SCALPEL-Flattening is a library part of the SCALPEL3 framework, resulting from a research Partnership between École Polytechnique & Caisse Nationale d'Assurance Maladie started in 2015 by Emmanuel Bacry and Stéphane Gaïffas. Since then, many research engineers and PhD students developed and used this framework to do research on SNDS data, the full list of contributors is available in CONTRIBUTORS.md. This library, based on Apache Spark, denormalizes Système National des Données de Santé (SNDS) data to accelerate concept extraction when using SCALPEL-Extraction. Denormalization consists of several join operations and data compression, resulting in a big table representing SNDS databases, such as DCIR or PMSI.
Raw data issued by Caisse Nationale d'Assurance Maladie (CNAM) (the data producer and maintainer), from their SQL databases, should be in CSV format, each CSV file representing a table. This library converts such tables to Apache Parquet files, compressing the data and adding schema information, and then joins them to product big compressed tables representing SNDS databases, such as DCIR or PMSI.
For example, DCIR contains several tables such as ER_PHA_F (drug deliverances) or ER_PRS_F (claims) stored as distinct CSV files. The flattening parses these files to produce a table for each of them, and then save them as Parquet files, to finally join them into a flat table, also saved as a Parquet file.
It is meant to be used on a cluster running Apache Spark and Apache Hadoop when working on large SNDS datasets. When working on smaller datasets, it can also be used in standalone mode, on a single server running Apache Spark, in which case it will use the local file system.
Important remark : This software is currently in alpha stage. It should be fairly stable, but the API might still change and the documentation is partial. We are currently doing our best to improve documentation coverage as quickly as possible.
Since the CSV format used for data delivery do not track any metadata or information about the types of the columns, two sets of parameters are required to run the Flattening:
- Input tables schemas, to know beforehand which type of information is contained in their columns, and the date format, to parse it correctly. Schemas for DCIR and PMSI MCO databases are already available in this folder
- The join keys for table join, as well as the names of the tables to be joined, the order in which they should be joined. As the joins are always left outer joins, it is recommended to put the largest table first in the list of tables to be joined.

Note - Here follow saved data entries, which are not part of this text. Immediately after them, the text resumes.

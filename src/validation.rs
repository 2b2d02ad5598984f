use crate::graph::{DependencyCycleError, DependencyGraph};
use crate::item::ScheduledItem;
use serde::{Deserialize, Serialize};
use std::collections::{HashMap, HashSet};
use std::fmt;
use tracing::debug;

#[derive(Debug, Clone, Copy, PartialEq, Eq, Hash, Serialize, Deserialize)]
#[serde(rename_all = "snake_case")]
pub enum FlagKind {
    /// Following `dependencies` from the item leads back onto its own path.
    CircularDependency,
    /// A dependency has no end date or ends after the item starts.
    InvalidDependencyDates,
}

impl FlagKind {
    pub fn as_str(&self) -> &'static str {
        match self {
            FlagKind::CircularDependency => "circular_dependency",
            FlagKind::InvalidDependencyDates => "invalid_dependency_dates",
        }
    }
}

impl fmt::Display for FlagKind {
    fn fmt(&self, f: &mut fmt::Formatter<'_>) -> fmt::Result {
        f.write_str(self.as_str())
    }
}

#[derive(Debug, Clone, PartialEq, Eq, Hash, Serialize, Deserialize)]
pub struct ValidationFlag {
    pub item_id: String,
    pub kind: FlagKind,
}

impl ValidationFlag {
    pub fn new(item_id: impl Into<String>, kind: FlagKind) -> Self {
        Self {
            item_id: item_id.into(),
            kind,
        }
    }
}

/// Annotate `items` with dependency warnings.
///
/// Flags come out in item order, a circular flag ahead of a date flag for the
/// same item. Dependencies on ids that are not in `items` impose no
/// constraint.
pub fn validate(items: &[ScheduledItem]) -> Vec<ValidationFlag> {
    let index = index_items(items);
    let mut reaches_cycle: HashMap<&str, bool> = HashMap::with_capacity(items.len());
    let mut flags = Vec::new();
    let mut seen: HashSet<&str> = HashSet::with_capacity(items.len());

    for item in items {
        if !seen.insert(item.id.as_str()) {
            continue;
        }
        let mut path: HashSet<&str> = HashSet::new();
        if walk_dependencies(item.id.as_str(), &index, &mut path, &mut reaches_cycle) {
            flags.push(ValidationFlag::new(item.id.clone(), FlagKind::CircularDependency));
        }
        if has_invalid_dependency_dates(item, &index) {
            flags.push(ValidationFlag::new(
                item.id.clone(),
                FlagKind::InvalidDependencyDates,
            ));
        }
    }

    debug!(
        items = items.len(),
        flags = flags.len(),
        "validated roadmap dependencies"
    );
    flags
}

pub fn has_circular_dependency(item_id: &str, items: &[ScheduledItem]) -> bool {
    let index = index_items(items);
    if !index.contains_key(item_id) {
        return false;
    }
    let mut path = HashSet::new();
    let mut reaches_cycle = HashMap::new();
    walk_dependencies(item_id, &index, &mut path, &mut reaches_cycle)
}

/// The item starts before some dependency is guaranteed to be finished.
pub(crate) fn has_invalid_dependency_dates(
    item: &ScheduledItem,
    index: &HashMap<&str, &ScheduledItem>,
) -> bool {
    let Some(start) = item.start_date else {
        return false;
    };
    item.dependencies
        .iter()
        .filter_map(|dependency| index.get(dependency.as_str()))
        .any(|dependency| match dependency.end_date {
            Some(end) => end > start,
            None => true,
        })
}

/// Groups of item ids that depend on each other in a loop.
pub fn cycle_groups(items: &[ScheduledItem]) -> Vec<Vec<String>> {
    DependencyGraph::build(items).cycle_groups()
}

/// Item ids with every dependency ahead of its dependents.
pub fn dependency_order(items: &[ScheduledItem]) -> Result<Vec<String>, DependencyCycleError> {
    DependencyGraph::build(items).dependency_order()
}

pub(crate) fn index_items(items: &[ScheduledItem]) -> HashMap<&str, &ScheduledItem> {
    let mut index = HashMap::with_capacity(items.len());
    for item in items {
        index.entry(item.id.as_str()).or_insert(item);
    }
    index
}

// Depth-first walk along `dependencies`. `path` holds the nodes of the current
// branch only and is unwound on the way back up, so two branches meeting at a
// shared dependency do not count as a cycle. Whether a node can reach a cycle
// does not depend on the path that led to it, so results are memoized.
fn walk_dependencies<'a>(
    id: &'a str,
    index: &HashMap<&'a str, &'a ScheduledItem>,
    path: &mut HashSet<&'a str>,
    reaches_cycle: &mut HashMap<&'a str, bool>,
) -> bool {
    if path.contains(id) {
        return true;
    }
    if let Some(&known) = reaches_cycle.get(id) {
        return known;
    }
    let Some(&item) = index.get(id) else {
        return false;
    };

    path.insert(id);
    let found = item
        .dependencies
        .iter()
        .any(|dependency| walk_dependencies(dependency.as_str(), index, path, reaches_cycle));
    path.remove(id);

    reaches_cycle.insert(id, found);
    found
}
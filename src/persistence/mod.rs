use crate::item::ScheduledItem;
use crate::item_validation::{self, ItemValidationError};
use crate::roadmap::RoadmapError;
use std::io;
use thiserror::Error;

#[derive(Debug, Error)]
pub enum PersistenceError {
    #[error("serialization error: {0}")]
    Serialization(#[from] serde_json::Error),
    #[error("io error: {0}")]
    Io(#[from] io::Error),
    #[error("invalid data: {0}")]
    InvalidData(#[from] ItemValidationError),
    #[error(transparent)]
    Roadmap(#[from] RoadmapError),
}

pub type PersistenceResult<T> = Result<T, PersistenceError>;

pub fn validate_items(items: &[ScheduledItem]) -> PersistenceResult<()> {
    item_validation::validate_item_collection(items)?;
    Ok(())
}

pub mod file;

pub use file::{load_items_from_json, load_roadmap_from_json, save_roadmap_to_json};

The flattening performs two kinds of jobs:
- Convert: applies the schema to the input CSV files, checking their consistency with the data, performing eventual type conversions and finally processing columns formats if necessary(for example: addMoleculeCombinationColumn in IR_PHA_R).

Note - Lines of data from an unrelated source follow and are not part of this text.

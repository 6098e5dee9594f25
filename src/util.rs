use std::fs;
use std::io;
use std::path::Path;
use crate::resolve::EXE_SUFFIX;

/// Lists the executables found directly inside `dir`, sorted by name.
///
/// Only regular files whose name ends in [`EXE_SUFFIX`] count; the match is
/// case-sensitive and subdirectories are not descended into. Returns file
/// names, not paths, since callers already hold the directory.
pub fn scan_executables(dir: &Path) -> io::Result<Vec<String>> {
    let mut executables = Vec::new();
    for entry in fs::read_dir(dir)? {
        let entry = entry?;
        let file_name = entry.file_name();
        if let Some(name) = file_name.to_str() {
            if name.ends_with(EXE_SUFFIX) && entry.file_type()?.is_file() {
                executables.push(name.to_string());
            }
        }
    }
    executables.sort();
    Ok(executables)
}

#[cfg(test)]
mod tests {
    use super::*;
    use tempfile::tempdir;

    #[test]
    fn test_scan_finds_only_executables() {
        let dir = tempdir().unwrap();
        fs::write(dir.path().join("Game.exe"), "").unwrap();
        fs::write(dir.path().join("Launcher.exe"), "").unwrap();
        fs::write(dir.path().join("readme.txt"), "").unwrap();
        fs::write(dir.path().join("steam_api64.dll"), "").unwrap();

        let found = scan_executables(dir.path()).unwrap();
        assert_eq!(found, vec!["Game.exe", "Launcher.exe"]);
    }

    #[test]
    fn test_scan_is_sorted_and_shallow() {
        let dir = tempdir().unwrap();
        fs::write(dir.path().join("b.exe"), "").unwrap();
        fs::write(dir.path().join("a.exe"), "").unwrap();
        fs::create_dir(dir.path().join("bin")).unwrap();
        fs::write(dir.path().join("bin").join("nested.exe"), "").unwrap();

        let found = scan_executables(dir.path()).unwrap();
        assert_eq!(found, vec!["a.exe", "b.exe"]);
    }

    #[test]
    fn test_scan_ignores_directories_named_like_executables() {
        let dir = tempdir().unwrap();
        fs::create_dir(dir.path().join("NotAFile.exe")).unwrap();

        let found = scan_executables(dir.path()).unwrap();
        assert!(found.is_empty());
    }

    #[test]
    fn test_scan_missing_directory_fails() {
        let dir = tempdir().unwrap();
        assert!(scan_executables(&dir.path().join("gone")).is_err());
    }
}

- Join: performs the joins the many input tables to produce a single big table per database. The joins are performed over by time slices to ensure the scalability of this process. When all the slices are joined, they are concatenated to result in the desired flat table. The size of the time slice can be configured.
Due to the many left outer joins, denormalization is very likely to expand the data, resulting in tables with many lines. This is not an issue, as Apache Parquet data model allows us to store this kind of data efficiently, and Spark allows us to perform filtering very efficiently to fetch relevant information.
The Flattening process can be launched as separate Spark jobs, meaning that the user can launch Convert or Join individually, or Convert and Join together. This can be useful to avoid repeating jobs.
Once a job is finished, the converted tables or the denormalized tables are saved in the file system (local file system or HDFS) in Parquet format. The schema of the flat tables corresponds to the data types provided in the schema configuration files.
Note: if you are not sure, DO NOT change the table schema
To build a JAR from this repo, you will need SBT v. 0.13.15 (Scala Build Tool) & the assembly plugin for SBT. To build a JAR, just run the following commands:
git clone [email protected]:X-DataInitiative/SCALPEL-Flattening.git
cd SCALPEL-Flattening
sbt assembly
Configuration files are used to declare table schemas and to set up the joins
structure. We provide a set of several default environments in the flattening
(fall, cmap, test, etc) which can be used as starting points or examples.
When running the flattening on your dataset, you can create a new environment
containing your configuration files and override default settings bypassing the
env=custom_env
when submitting the Spark job (see example).
The default environments and their configuration files here, as well as configuration files templates.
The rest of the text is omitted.